In view of the growing number of cases of arbitrary detention, enforced disappearances, administrative detention, and Israel's application of its "illegal combatants" law—which violates international law—to prisoners and detainees in the Gaza Strip, as well as the documentation of testimonies regarding the systematic Israeli torture of Palestinian detainees, Euro-Med Monitor reiterated its call for the International Committee of the Red Cross (ICRC) to take up its responsibilities and investigate the conditions of Palestinian detainees in Israeli prisons, particularly those involving women and girls.
The rights group urged the ICRC to take public stances and release statements each time Israel blocks it from carrying out its mandated duties, the most notable of which is paying visits to Palestinian detainees and prisoners.

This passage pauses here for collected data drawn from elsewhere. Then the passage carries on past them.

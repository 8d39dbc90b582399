//! Strongly-typed identifiers used across the domain.
//!
//! The upstream feed addresses warehouses, products and movements by opaque
//! codes (`WH-1`, `PROD-1`, `MOV-1`), so these are string newtypes rather
//! than UUIDs. Identifiers are compared verbatim; no normalization.

use serde::{Deserialize, Serialize};

use crate::error::DomainError;

/// Identifier of a warehouse.
#[derive(Debug, Clone, PartialEq, Eq, Hash, Serialize, Deserialize)]
#[serde(transparent)]
pub struct WarehouseId(String);

/// Identifier of a product.
#[derive(Debug, Clone, PartialEq, Eq, Hash, Serialize, Deserialize)]
#[serde(transparent)]
pub struct ProductId(String);

/// Identifier of a logical movement (shared by its departure and arrival events).
#[derive(Debug, Clone, PartialEq, Eq, Hash, Serialize, Deserialize)]
#[serde(transparent)]
pub struct MovementId(String);

macro_rules! impl_string_newtype {
    ($t:ty, $name:literal) => {
        impl $t {
            /// Wrap a raw identifier.
            ///
            /// Rejects empty/blank identifiers; everything else is accepted
            /// verbatim (the upstream system owns the code format).
            pub fn new(id: impl Into<String>) -> Result<Self, DomainError> {
                let id = id.into();
                if id.trim().is_empty() {
                    return Err(DomainError::invalid_id(concat!($name, " cannot be empty")));
                }
                Ok(Self(id))
            }

            pub fn as_str(&self) -> &str {
                &self.0
            }
        }

        impl core::fmt::Display for $t {
            fn fmt(&self, f: &mut core::fmt::Formatter<'_>) -> core::fmt::Result {
                core::fmt::Display::fmt(&self.0, f)
            }
        }

        impl From<$t> for String {
            fn from(value: $t) -> Self {
                value.0
            }
        }

        impl core::str::FromStr for $t {
            type Err = DomainError;

            fn from_str(s: &str) -> Result<Self, Self::Err> {
                Self::new(s)
            }
        }
    };
}

impl_string_newtype!(WarehouseId, "WarehouseId");
impl_string_newtype!(ProductId, "ProductId");
impl_string_newtype!(MovementId, "MovementId");

#[cfg(test)]
mod tests {
    use super::*;

    #[test]
    fn blank_identifiers_are_rejected() {
        assert!(WarehouseId::new("  ").is_err());
        assert!(ProductId::new("").is_err());
        assert!(MovementId::new("MOV-1").is_ok());
    }

    #[test]
    fn identifiers_round_trip_through_display() {
        let id = WarehouseId::new("WH-1").unwrap();
        assert_eq!(id.to_string(), "WH-1");
        assert_eq!(id.as_str(), "WH-1");
    }
}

Euro-Med Monitor also called on Alice Jill Edwards, the Special Rapporteur of the United Nations on the subject of torture and other cruel, inhuman, or degrading treatment or punishment, to look into the serious crimes and grave violations that Palestinian female detainees have suffered, and to submit reports on these violations in order to help international courts and investigative committees with their work in examining and trying cases involving crimes committed by the Israeli army against the Palestinian people in the Gaza Strip.
In addition, Euro-Med Monitor renewed calls for the formation of an independent international investigation committee specialising in Israel's ongoing genocidal war on the Gaza Strip, and to enable the independent international investigation committee concerned with the Occupied Palestinian Territory that was formed back in 2021 to carry out its work. This would include ensuring the committee's access to the Gaza Strip and opening the necessary investigations into all crimes and violations committed against Palestinians there, including the crimes of torture and inhuman treatment to which Palestinian women are exposed, as well as all forms of sexual violence.